WASHINGTON — Republican lawmakers are threatening to cut off U.S. funding for the World Health Organization’s cancer research program over its 2015 finding that glyphosate, the active ingredient in the herbicide Roundup, is probably carcinogenic to humans.
Manufactured by GMO multinational Monsanto, Roundup is the most widely used weed killer on the planet. Sprayed on corn, soybeans, cotton and other crops since the 1970s, it is also widely used on lawns and golf courses. As such, Monsanto has a clear financial interest in the World Health Organization’s cancer research program reversing its scientific finding from 2015 that glyphosate is probably carcinogenic.

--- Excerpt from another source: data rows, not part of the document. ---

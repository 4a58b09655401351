//! Reporting and export: JSON, CSV, and Markdown artifact generation.
//!
//! Provides three export formats for analysis results:
//! - **JSON**: the full report with schema versioning
//! - **CSV**: price vs. trend, rolling Sharpe, the rolling bootstrap band and
//!   the Buffett indicator, for charting front-ends
//! - **Markdown**: a human-readable summary, also printed by the CLI
//!
//! Artifacts land in `{output_dir}/{fingerprint prefix}/`, so rerunning an
//! identical configuration overwrites its own directory.

use std::fmt::Write as _;
use std::path::{Path, PathBuf};

use anyhow::{Context, Result};
use valuelab_core::{Regime, RollingInterval, TimeSeries};

use crate::analysis::AnalysisReport;

/// Hex characters of the fingerprint used for the artifact directory name.
const DIR_PREFIX_LEN: usize = 12;

// ─── JSON export ────────────────────────────────────────────────────

/// Serialize an `AnalysisReport` to pretty JSON.
///
/// Non-finite numbers are written as `null`.
pub fn export_json(report: &AnalysisReport) -> Result<String> {
    serde_json::to_string_pretty(report).context("failed to serialize AnalysisReport to JSON")
}

// ─── CSV export ─────────────────────────────────────────────────────

/// Export level, trend and percent distance on the trend's dates.
///
/// Columns: date, level, trend, pct_distance
pub fn export_trend_csv(level: &TimeSeries, trend: &TimeSeries) -> Result<String> {
    let mut wtr = csv::Writer::from_writer(vec![]);
    wtr.write_record(["date", "level", "trend", "pct_distance"])?;
    for (date, t) in trend.iter() {
        let p = level.get(date).unwrap_or(f64::NAN);
        wtr.write_record([
            date.to_string(),
            fmt_value(p),
            fmt_value(t),
            fmt_value((p - t) / t * 100.0),
        ])?;
    }
    let data = wtr.into_inner().context("failed to flush CSV writer")?;
    String::from_utf8(data).context("CSV output is not valid UTF-8")
}

/// Export the rolling bootstrap band.
///
/// Columns: date, mean, lower, upper
pub fn export_rolling_csv(band: &[RollingInterval]) -> Result<String> {
    let mut wtr = csv::Writer::from_writer(vec![]);
    wtr.write_record(["date", "mean", "lower", "upper"])?;
    for rec in band {
        wtr.write_record([
            rec.date.to_string(),
            fmt_value(rec.mean),
            fmt_value(rec.lower),
            fmt_value(rec.upper),
        ])?;
    }
    let data = wtr.into_inner().context("failed to flush CSV writer")?;
    String::from_utf8(data).context("CSV output is not valid UTF-8")
}

/// Export a single series as `date,<name>`.
pub fn export_series_csv(series: &TimeSeries) -> Result<String> {
    let mut wtr = csv::Writer::from_writer(vec![]);
    wtr.write_record(["date", series.name()])?;
    for (date, v) in series.iter() {
        wtr.write_record([date.to_string(), fmt_value(v)])?;
    }
    let data = wtr.into_inner().context("failed to flush CSV writer")?;
    String::from_utf8(data).context("CSV output is not valid UTF-8")
}

/// Undefined values become empty cells.
fn fmt_value(v: f64) -> String {
    if v.is_finite() {
        format!("{v}")
    } else {
        String::new()
    }
}

// ─── Artifact persistence ───────────────────────────────────────────

/// Save all artifacts for an analysis to a fingerprint-named directory.
///
/// Creates `output_dir/{fingerprint[..12]}/` containing:
/// - `report.json`: full report
/// - `report.md`: Markdown summary
/// - `trend.csv`: level vs. trend
/// - `rolling_sharpe.csv`: rolling annualized Sharpe
/// - `rolling_ci.csv`: rolling bootstrap band
/// - `buffett.csv`: Buffett indicator, when fetched
///
/// Returns the path to the created directory.
pub fn save_artifacts(report: &AnalysisReport, output_dir: &Path) -> Result<PathBuf> {
    let prefix: String = report.fingerprint.chars().take(DIR_PREFIX_LEN).collect();
    let run_dir = output_dir.join(prefix);
    std::fs::create_dir_all(&run_dir)
        .with_context(|| format!("failed to create artifact dir: {}", run_dir.display()))?;

    let series = &report.series;
    write(&run_dir, "report.json", &export_json(report)?)?;
    write(&run_dir, "report.md", &generate_report(report))?;
    write(&run_dir, "trend.csv", &export_trend_csv(&series.level, &series.trend)?)?;
    write(
        &run_dir,
        "rolling_sharpe.csv",
        &export_series_csv(&series.rolling_sharpe)?,
    )?;
    write(&run_dir, "rolling_ci.csv", &export_rolling_csv(&series.rolling_band)?)?;
    if let Some(buffett) = &series.buffett {
        write(&run_dir, "buffett.csv", &export_series_csv(buffett)?)?;
    }

    log::info!("artifacts saved to {}", run_dir.display());
    Ok(run_dir)
}

fn write(dir: &Path, name: &str, content: &str) -> Result<()> {
    let path = dir.join(name);
    std::fs::write(&path, content).with_context(|| format!("failed to write {}", path.display()))
}

// ─── Markdown reports ───────────────────────────────────────────────

/// Generate a Markdown summary of an analysis.
pub fn generate_report(report: &AnalysisReport) -> String {
    let mut md = String::new();
    let tickers = report.config.portfolio.tickers.join(", ");

    let _ = writeln!(md, "# Valuation & Risk: {tickers}\n");
    if report.synthetic {
        let _ = writeln!(md, "> **SYNTHETIC DATA**: not real market prices.\n");
    }
    if let (Some(first), Some(last)) = (report.first_date, report.last_date) {
        let _ = writeln!(md, "Period: {first} to {last}\n");
    }
    if report.weights_used.len() > 1 {
        let _ = writeln!(md, "| Asset | Weight |");
        let _ = writeln!(md, "|-------|--------|");
        for (asset, w) in report.weights_used.iter() {
            let _ = writeln!(md, "| {asset} | {:.1}% |", w * 100.0);
        }
        let _ = writeln!(md);
    }

    // Trend
    let t = &report.trend;
    let _ = writeln!(md, "## Trend ({:?}, on {})\n", t.model, t.fitted_on);
    let _ = writeln!(md, "| Metric | Value |");
    let _ = writeln!(md, "|--------|-------|");
    let _ = writeln!(md, "| Latest level | {} |", fmt_opt(t.latest_level, 2));
    let _ = writeln!(md, "| Latest trend | {} |", fmt_opt(t.latest_trend, 2));
    let _ = writeln!(
        md,
        "| Distance from trend | {} |",
        fmt_pct(t.latest_distance_pct)
    );
    if let Some(g) = t.annualized_growth {
        let _ = writeln!(md, "| Trend growth (annual) | {:.2}% |", g * 100.0);
    }
    let r = &t.reversion;
    let _ = writeln!(md, "| Runs around trend | {} |", r.runs);
    let _ = writeln!(md, "| Mean run length (days) | {} |", fmt_opt(r.mean_duration, 1));
    let _ = writeln!(md, "| Reversion rate (1/day) | {} |", fmt_opt(r.exponential_rate, 4));
    let _ = writeln!(md);

    // Risk
    let _ = writeln!(md, "## Risk\n");
    let _ = writeln!(md, "| Metric | Value |");
    let _ = writeln!(md, "|--------|-------|");
    let _ = writeln!(md, "| Returns | {} |", report.returns.observations);
    let _ = writeln!(
        md,
        "| Sharpe (annualized) | {} |",
        fmt_opt(report.returns.annualized_sharpe, 2)
    );
    match &report.sharpe {
        Some(s) => {
            let a = s.annualized;
            let _ = writeln!(
                md,
                "| Sharpe 90% band (annualized) | [{:.2}, {:.2}] ({:?}) |",
                a.lower, a.upper, s.verdict
            );
        }
        None => {
            let _ = writeln!(md, "| Sharpe 90% band | undefined |");
        }
    }
    let m = &report.mean_return;
    let _ = writeln!(
        md,
        "| Mean daily return {:.0}% CI | {:.4}% [{:.4}%, {:.4}%] |",
        m.level * 100.0,
        m.estimate * 100.0,
        m.lower * 100.0,
        m.upper * 100.0
    );
    let _ = writeln!(
        md,
        "| Rolling Sharpe (latest) | {} |",
        fmt_opt(report.latest_rolling_sharpe, 2)
    );
    for regime in Regime::ALL {
        let stat = report.regime_sharpe.get(regime);
        let _ = writeln!(
            md,
            "| Sharpe, {} vol ({} obs) | {} |",
            regime.label(),
            stat.observations,
            fmt_opt(stat.sharpe, 2)
        );
    }
    if let Some(latest) = report.rolling_band.latest {
        let _ = writeln!(
            md,
            "| Rolling {}d mean band (latest) | [{:.4}%, {:.4}%] |",
            report.rolling_band.window,
            latest.lower * 100.0,
            latest.upper * 100.0
        );
    }
    let _ = writeln!(md);

    // Distribution
    if let Some(d) = report.distribution.report() {
        let _ = writeln!(md, "## Return Distribution\n");
        let _ = writeln!(md, "| Metric | Value |");
        let _ = writeln!(md, "|--------|-------|");
        let _ = writeln!(md, "| Skewness | {:.3} |", d.skewness);
        let _ = writeln!(md, "| Excess kurtosis | {:.3} |", d.excess_kurtosis);
        let _ = writeln!(
            md,
            "| Jarque-Bera | {:.2} (p = {:.4}) |",
            d.jarque_bera.statistic, d.jarque_bera.p_value
        );
        match &d.student_t {
            valuelab_core::StudentTFit::Converged { df, .. } => {
                let _ = writeln!(md, "| Student-t df | {df:.2} |");
            }
            valuelab_core::StudentTFit::Failed { reason } => {
                let _ = writeln!(md, "| Student-t df | failed: {reason} |");
            }
        }
        let _ = writeln!(md);
    }

    // Macro
    if let Some(b) = &report.buffett {
        let _ = writeln!(md, "## Buffett Indicator\n");
        let _ = writeln!(
            md,
            "Market cap / GDP: **{:.1}%** as of {} (period mean {:.1}%, source {})\n",
            b.latest_ratio * 100.0,
            b.latest_date,
            b.mean_ratio * 100.0,
            b.source
        );
    }

    if !report.warnings.is_empty() {
        let _ = writeln!(md, "## Warnings\n");
        for w in &report.warnings {
            let _ = writeln!(md, "- {w}");
        }
    }

    md
}

fn fmt_opt(v: Option<f64>, decimals: usize) -> String {
    match v {
        Some(x) if x.is_finite() => format!("{x:.decimals$}"),
        _ => "n/a".to_string(),
    }
}

fn fmt_pct(v: Option<f64>) -> String {
    match v {
        Some(x) if x.is_finite() => format!("{x:+.2}%"),
        _ => "n/a".to_string(),
    }
}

Nevertheless, despite the blatant attempt by U.S. lawmakers to defend Monsanto and ignore the health interests of American citizens, there seems little doubt that, at the international level, the company will eventually be held to account for its actions. In a sign of what may be to come, following a two-day hearing held in the Netherlands in 2016, five international judges publicly accused Monsanto of engaging in “practices which have negatively impacted the right to a healthy environment, the right to food, and the right to health.” In their advisory opinion, they stated that were the crime of ‘Ecocide’ to be recognized in international law, the facts reported to them could fall within the jurisdiction of the International Criminal Court. Calling for the primacy of international human and environmental rights law to be asserted, the judges wrote that “the time is ripe to consider multinational enterprises as subjects of law that could be sued in the case of infringement of fundamental rights.” To learn more about this important international hearing, read this article.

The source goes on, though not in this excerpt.